-- EXERCISE --
Exact duplicates of all the records are needed.
======== WORKING DATA ========
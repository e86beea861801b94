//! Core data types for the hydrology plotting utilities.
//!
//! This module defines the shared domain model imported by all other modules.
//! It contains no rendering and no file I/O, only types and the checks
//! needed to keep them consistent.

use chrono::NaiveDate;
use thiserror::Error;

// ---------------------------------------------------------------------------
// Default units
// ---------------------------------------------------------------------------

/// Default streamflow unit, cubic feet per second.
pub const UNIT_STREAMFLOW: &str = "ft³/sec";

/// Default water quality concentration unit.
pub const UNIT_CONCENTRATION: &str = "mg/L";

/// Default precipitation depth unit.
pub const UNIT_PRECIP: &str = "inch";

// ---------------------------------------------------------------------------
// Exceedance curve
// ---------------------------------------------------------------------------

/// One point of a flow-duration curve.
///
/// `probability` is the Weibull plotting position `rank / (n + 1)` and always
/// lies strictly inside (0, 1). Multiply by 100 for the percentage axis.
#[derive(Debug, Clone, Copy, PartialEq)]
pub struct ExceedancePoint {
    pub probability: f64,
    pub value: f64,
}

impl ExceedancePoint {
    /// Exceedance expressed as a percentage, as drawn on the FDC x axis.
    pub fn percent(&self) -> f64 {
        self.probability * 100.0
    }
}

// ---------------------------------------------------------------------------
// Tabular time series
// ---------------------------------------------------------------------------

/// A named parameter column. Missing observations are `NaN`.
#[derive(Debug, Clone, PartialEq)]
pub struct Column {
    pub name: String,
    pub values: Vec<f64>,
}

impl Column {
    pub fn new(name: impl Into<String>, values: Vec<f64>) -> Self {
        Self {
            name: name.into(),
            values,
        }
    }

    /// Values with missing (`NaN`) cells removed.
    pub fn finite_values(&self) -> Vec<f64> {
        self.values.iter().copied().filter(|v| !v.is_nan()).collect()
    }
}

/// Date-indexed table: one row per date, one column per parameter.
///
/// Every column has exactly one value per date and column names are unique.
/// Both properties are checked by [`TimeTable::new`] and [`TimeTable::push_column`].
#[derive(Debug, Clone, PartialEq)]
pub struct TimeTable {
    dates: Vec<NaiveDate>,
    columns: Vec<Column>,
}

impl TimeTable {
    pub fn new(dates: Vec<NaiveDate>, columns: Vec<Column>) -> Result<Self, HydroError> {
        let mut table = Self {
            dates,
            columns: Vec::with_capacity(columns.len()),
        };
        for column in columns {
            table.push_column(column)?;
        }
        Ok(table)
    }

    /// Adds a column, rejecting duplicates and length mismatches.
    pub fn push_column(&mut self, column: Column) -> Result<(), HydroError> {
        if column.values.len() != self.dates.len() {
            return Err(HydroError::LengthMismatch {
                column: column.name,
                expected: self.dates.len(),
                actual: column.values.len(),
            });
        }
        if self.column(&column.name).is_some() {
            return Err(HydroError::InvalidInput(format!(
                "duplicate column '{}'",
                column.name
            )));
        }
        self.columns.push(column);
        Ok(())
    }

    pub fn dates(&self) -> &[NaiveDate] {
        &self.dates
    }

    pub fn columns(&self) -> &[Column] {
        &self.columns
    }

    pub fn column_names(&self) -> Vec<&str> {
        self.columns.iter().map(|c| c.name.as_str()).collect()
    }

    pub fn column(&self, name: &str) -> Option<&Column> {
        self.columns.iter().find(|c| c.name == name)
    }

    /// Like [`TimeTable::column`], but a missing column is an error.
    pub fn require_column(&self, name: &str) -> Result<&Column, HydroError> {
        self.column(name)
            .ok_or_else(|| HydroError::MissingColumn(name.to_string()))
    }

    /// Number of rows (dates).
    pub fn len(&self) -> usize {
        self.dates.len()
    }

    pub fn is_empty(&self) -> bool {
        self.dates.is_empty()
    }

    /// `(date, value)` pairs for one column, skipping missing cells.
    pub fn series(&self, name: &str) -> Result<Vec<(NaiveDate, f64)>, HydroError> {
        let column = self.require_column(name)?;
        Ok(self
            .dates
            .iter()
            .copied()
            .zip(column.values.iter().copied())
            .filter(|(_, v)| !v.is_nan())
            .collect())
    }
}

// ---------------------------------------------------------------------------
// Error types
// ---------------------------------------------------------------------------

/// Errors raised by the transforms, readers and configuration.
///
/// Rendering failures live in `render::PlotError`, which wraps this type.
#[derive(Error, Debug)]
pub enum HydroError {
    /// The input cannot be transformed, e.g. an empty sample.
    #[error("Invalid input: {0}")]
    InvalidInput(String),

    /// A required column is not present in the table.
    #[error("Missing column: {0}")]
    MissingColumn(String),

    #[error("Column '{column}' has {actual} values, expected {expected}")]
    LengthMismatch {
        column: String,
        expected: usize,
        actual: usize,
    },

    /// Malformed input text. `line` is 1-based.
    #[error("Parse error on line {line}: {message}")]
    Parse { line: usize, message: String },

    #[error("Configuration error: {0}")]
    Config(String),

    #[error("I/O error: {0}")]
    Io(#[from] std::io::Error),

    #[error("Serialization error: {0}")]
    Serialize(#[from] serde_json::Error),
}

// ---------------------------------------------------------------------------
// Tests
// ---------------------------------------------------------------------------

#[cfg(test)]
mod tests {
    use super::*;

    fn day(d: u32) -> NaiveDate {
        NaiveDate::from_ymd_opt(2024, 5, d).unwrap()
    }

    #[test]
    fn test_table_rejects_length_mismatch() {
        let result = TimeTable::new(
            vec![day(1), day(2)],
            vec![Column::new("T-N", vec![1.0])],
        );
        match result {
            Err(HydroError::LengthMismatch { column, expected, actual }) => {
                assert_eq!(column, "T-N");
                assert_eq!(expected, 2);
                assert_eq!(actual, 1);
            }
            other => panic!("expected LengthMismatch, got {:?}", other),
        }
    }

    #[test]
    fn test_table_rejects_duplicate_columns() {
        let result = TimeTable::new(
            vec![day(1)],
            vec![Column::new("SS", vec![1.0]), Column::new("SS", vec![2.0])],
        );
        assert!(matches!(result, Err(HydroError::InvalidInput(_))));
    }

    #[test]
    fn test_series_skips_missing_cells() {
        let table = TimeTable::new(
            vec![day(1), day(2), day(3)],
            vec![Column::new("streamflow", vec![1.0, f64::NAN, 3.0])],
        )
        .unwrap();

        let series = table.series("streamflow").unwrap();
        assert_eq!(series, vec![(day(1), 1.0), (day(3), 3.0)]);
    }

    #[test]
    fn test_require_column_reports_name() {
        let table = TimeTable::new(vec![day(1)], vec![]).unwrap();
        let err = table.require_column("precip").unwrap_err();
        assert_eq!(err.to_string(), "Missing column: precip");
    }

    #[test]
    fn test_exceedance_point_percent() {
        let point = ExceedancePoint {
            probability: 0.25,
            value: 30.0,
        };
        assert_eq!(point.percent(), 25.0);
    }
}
========
-- RESPONSE AREA --
repository e86beea861801b94
//! Core data types for the hydrology plotting utilities.
//!
//! This module defines the shared domain model imported by all other modules.
//! It contains no rendering and no file I/O, only types and the checks
//! needed to keep them consistent.

use chrono::NaiveDate;
use thiserror::Error;

// ---------------------------------------------------------------------------
// Default units
// ---------------------------------------------------------------------------

/// Default streamflow unit, cubic feet per second.
pub const UNIT_STREAMFLOW: &str = "ft³/sec";

/// Default water quality concentration unit.
pub const UNIT_CONCENTRATION: &str = "mg/L";

/// Default precipitation depth unit.
pub const UNIT_PRECIP: &str = "inch";

// ---------------------------------------------------------------------------
// Exceedance curve
// ---------------------------------------------------------------------------

/// One point of a flow-duration curve.
///
/// `probability` is the Weibull plotting position `rank / (n + 1)` and always
/// lies strictly inside (0, 1). Multiply by 100 for the percentage axis.
#[derive(Debug, Clone, Copy, PartialEq)]
pub struct ExceedancePoint {
    pub probability: f64,
    pub value: f64,
}

impl ExceedancePoint {
    /// Exceedance expressed as a percentage, as drawn on the FDC x axis.
    pub fn percent(&self) -> f64 {
        self.probability * 100.0
    }
}

// ---------------------------------------------------------------------------
// Tabular time series
// ---------------------------------------------------------------------------

/// A named parameter column. Missing observations are `NaN`.
#[derive(Debug, Clone, PartialEq)]
pub struct Column {
    pub name: String,
    pub values: Vec<f64>,
}

impl Column {
    pub fn new(name: impl Into<String>, values: Vec<f64>) -> Self {
        Self {
            name: name.into(),
            values,
        }
    }

    /// Values with missing (`NaN`) cells removed.
    pub fn finite_values(&self) -> Vec<f64> {
        self.values.iter().copied().filter(|v| !v.is_nan()).collect()
    }
}

/// Date-indexed table: one row per date, one column per parameter.
///
/// Every column has exactly one value per date and column names are unique.
/// Both properties are checked by [`TimeTable::new`] and [`TimeTable::push_column`].
#[derive(Debug, Clone, PartialEq)]
pub struct TimeTable {
    dates: Vec<NaiveDate>,
    columns: Vec<Column>,
}

impl TimeTable {
    pub fn new(dates: Vec<NaiveDate>, columns: Vec<Column>) -> Result<Self, HydroError> {
        let mut table = Self {
            dates,
            columns: Vec::with_capacity(columns.len()),
        };
        for column in columns {
            table.push_column(column)?;
        }
        Ok(table)
    }

    /// Adds a column, rejecting duplicates and length mismatches.
    pub fn push_column(&mut self, column: Column) -> Result<(), HydroError> {
        if column.values.len() != self.dates.len() {
            return Err(HydroError::LengthMismatch {
                column: column.name,
                expected: self.dates.len(),
                actual: column.values.len(),
            });
        }
        if self.column(&column.name).is_some() {
            return Err(HydroError::InvalidInput(format!(
                "duplicate column '{}'",
                column.name
            )));
        }
        self.columns.push(column);
        Ok(())
    }

    pub fn dates(&self) -> &[NaiveDate] {
        &self.dates
    }

    pub fn columns(&self) -> &[Column] {
        &self.columns
    }

    pub fn column_names(&self) -> Vec<&str> {
        self.columns.iter().map(|c| c.name.as_str()).collect()
    }

    pub fn column(&self, name: &str) -> Option<&Column> {
        self.columns.iter().find(|c| c.name == name)
    }

    /// Like [`TimeTable::column`], but a missing column is an error.
    pub fn require_column(&self, name: &str) -> Result<&Column, HydroError> {
        self.column(name)
            .ok_or_else(|| HydroError::MissingColumn(name.to_string()))
    }

    /// Number of rows (dates).
    pub fn len(&self) -> usize {
        self.dates.len()
    }

    pub fn is_empty(&self) -> bool {
        self.dates.is_empty()
    }

    /// `(date, value)` pairs for one column, skipping missing cells.
    pub fn series(&self, name: &str) -> Result<Vec<(NaiveDate, f64)>, HydroError> {
        let column = self.require_column(name)?;
        Ok(self
            .dates
            .iter()
            .copied()
            .zip(column.values.iter().copied())
            .filter(|(_, v)| !v.is_nan())
            .collect())
    }
}

// ---------------------------------------------------------------------------
// Error types
// ---------------------------------------------------------------------------

/// Errors raised by the transforms, readers and configuration.
///
/// Rendering failures live in `render::PlotError`, which wraps this type.
#[derive(Error, Debug)]
pub enum HydroError {
    /// The input cannot be transformed, e.g. an empty sample.
    #[error("Invalid input: {0}")]
    InvalidInput(String),

    /// A required column is not present in the table.
    #[error("Missing column: {0}")]
    MissingColumn(String),

    #[error("Column '{column}' has {actual} values, expected {expected}")]
    LengthMismatch {
        column: String,
        expected: usize,
        actual: usize,
    },

    /// Malformed input text. `line` is 1-based.
    #[error("Parse error on line {line}: {message}")]
    Parse { line: usize, message: String },

    #[error("Configuration error: {0}")]
    Config(String),

    #[error("I/O error: {0}")]
    Io(#[from] std::io::Error),

    #[error("Serialization error: {0}")]
    Serialize(#[from] serde_json::Error),
}

// ---------------------------------------------------------------------------
// Tests
// ---------------------------------------------------------------------------

#[cfg(test)]
mod tests {
    use super::*;

    fn day(d: u32) -> NaiveDate {
        NaiveDate::from_ymd_opt(2024, 5, d).unwrap()
    }

    #[test]
    fn test_table_rejects_length_mismatch() {
        let result = TimeTable::new(
            vec![day(1), day(2)],
            vec![Column::new("T-N", vec![1.0])],
        );
        match result {
            Err(HydroError::LengthMismatch { column, expected, actual }) => {
                assert_eq!(column, "T-N");
                assert_eq!(expected, 2);
                assert_eq!(actual, 1);
            }
            other => panic!("expected LengthMismatch, got {:?}", other),
        }
    }

    #[test]
    fn test_table_rejects_duplicate_columns() {
        let result = TimeTable::new(
            vec![day(1)],
            vec![Column::new("SS", vec![1.0]), Column::new("SS", vec![2.0])],
        );
        assert!(matches!(result, Err(HydroError::InvalidInput(_))));
    }

    #[test]
    fn test_series_skips_missing_cells() {
        let table = TimeTable::new(
            vec![day(1), day(2), day(3)],
            vec![Column::new("streamflow", vec![1.0, f64::NAN, 3.0])],
        )
        .unwrap();

        let series = table.series("streamflow").unwrap();
        assert_eq!(series, vec![(day(1), 1.0), (day(3), 3.0)]);
    }

    #[test]
    fn test_require_column_reports_name() {
        let table = TimeTable::new(vec![day(1)], vec![]).unwrap();
        let err = table.require_column("precip").unwrap_err();
        assert_eq!(err.to_string(), "Missing column: precip");
    }

    #[test]
    fn test_exceedance_point_percent() {
        let point = ExceedancePoint {
            probability: 0.25,
            value: 30.0,
        };
        assert_eq!(point.percent(), 25.0);
    }
}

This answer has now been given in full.